- **Action item**: When you reach the records below, output each one exactly.
☆ ☆ ☆ ☆ ☆ ☆ ☆
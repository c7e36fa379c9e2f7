// src/models/auth.rs

use chrono::{DateTime, Utc};
use serde::{Deserialize, Serialize};
use utoipa::ToSchema;
use uuid::Uuid;
use validator::Validate;

// Perfis de acesso: VENDEDOR opera o balcão, GERENTE administra a loja.
#[derive(Debug, Clone, Copy, PartialEq, Eq, Serialize, Deserialize, sqlx::Type, ToSchema)]
#[sqlx(type_name = "user_role", rename_all = "SCREAMING_SNAKE_CASE")]
#[serde(rename_all = "SCREAMING_SNAKE_CASE")]
pub enum Role {
    Vendedor,
    Gerente,
}

// Representa um usuário vindo do banco de dados
#[derive(Debug, Clone, Serialize, sqlx::FromRow, ToSchema)]
#[serde(rename_all = "camelCase")]
pub struct User {
    pub id: Uuid,
    pub login: String,

    #[serde(skip_serializing)] // IMPORTANTE para segurança
    #[schema(ignore)]
    pub password_hash: String,

    pub role: Role,
    pub created_at: DateTime<Utc>,
}

// Dados para registro de um novo usuário (sempre criado como VENDEDOR)
#[derive(Debug, Deserialize, Validate, ToSchema)]
pub struct RegisterUserPayload {
    #[validate(length(min = 3, message = "O login deve ter no mínimo 3 caracteres."))]
    pub login: String,
    #[validate(length(min = 6, message = "A senha deve ter no mínimo 6 caracteres."))]
    pub password: String,
}

// Dados para login
#[derive(Debug, Deserialize, Validate, ToSchema)]
pub struct LoginUserPayload {
    #[validate(length(min = 1, message = "O login é obrigatório."))]
    pub login: String,
    #[validate(length(min = 1, message = "A senha é obrigatória."))]
    pub password: String,
}

// Resposta de autenticação com o token
#[derive(Debug, Serialize, ToSchema)]
pub struct AuthResponse {
    pub token: String,
}

// Estrutura de dados ("claims") dentro do JWT
#[derive(Debug, Serialize, Deserialize)]
pub struct Claims {
    pub sub: Uuid,  // Subject (ID do usuário)
    pub exp: usize, // Expiration time (quando o token expira)
    pub iat: usize, // Issued At (quando o token foi criado)
}
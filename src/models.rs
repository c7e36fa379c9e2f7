pub mod auth;
pub mod crm;
pub mod dashboard;
pub mod inventory;
pub mod orders;
pub mod sales;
☆ ☆ ☆ ☆ ☆ ☆ ☆
- **Result of this task**:
repository c7e36fa379c9e2f7
// src/models/auth.rs

use chrono::{DateTime, Utc};
use serde::{Deserialize, Serialize};
use utoipa::ToSchema;
use uuid::Uuid;
use validator::Validate;

// Perfis de acesso: VENDEDOR opera o balcão, GERENTE administra a loja.
#[derive(Debug, Clone, Copy, PartialEq, Eq, Serialize, Deserialize, sqlx::Type, ToSchema)]
#[sqlx(type_name = "user_role", rename_all = "SCREAMING_SNAKE_CASE")]
#[serde(rename_all = "SCREAMING_SNAKE_CASE")]
pub enum Role {
    Vendedor,
    Gerente,
}

// Representa um usuário vindo do banco de dados
#[derive(Debug, Clone, Serialize, sqlx::FromRow, ToSchema)]
#[serde(rename_all = "camelCase")]
pub struct User {
    pub id: Uuid,
    pub login: String,

    #[serde(skip_serializing)] // IMPORTANTE para segurança
    #[schema(ignore)]
    pub password_hash: String,

    pub role: Role,
    pub created_at: DateTime<Utc>,
}

// Dados para registro de um novo usuário (sempre criado como VENDEDOR)
#[derive(Debug, Deserialize, Validate, ToSchema)]
pub struct RegisterUserPayload {
    #[validate(length(min = 3, message = "O login deve ter no mínimo 3 caracteres."))]
    pub login: String,
    #[validate(length(min = 6, message = "A senha deve ter no mínimo 6 caracteres."))]
    pub password: String,
}

// Dados para login
#[derive(Debug, Deserialize, Validate, ToSchema)]
pub struct LoginUserPayload {
    #[validate(length(min = 1, message = "O login é obrigatório."))]
    pub login: String,
    #[validate(length(min = 1, message = "A senha é obrigatória."))]
    pub password: String,
}

// Resposta de autenticação com o token
#[derive(Debug, Serialize, ToSchema)]
pub struct AuthResponse {
    pub token: String,
}

// Estrutura de dados ("claims") dentro do JWT
#[derive(Debug, Serialize, Deserialize)]
pub struct Claims {
    pub sub: Uuid,  // Subject (ID do usuário)
    pub exp: usize, // Expiration time (quando o token expira)
    pub iat: usize, // Issued At (quando o token foi criado)
}
filename src/models.rs
repository c7e36fa379c9e2f7
pub mod auth;
pub mod crm;
pub mod dashboard;
pub mod inventory;
pub mod orders;
pub mod sales;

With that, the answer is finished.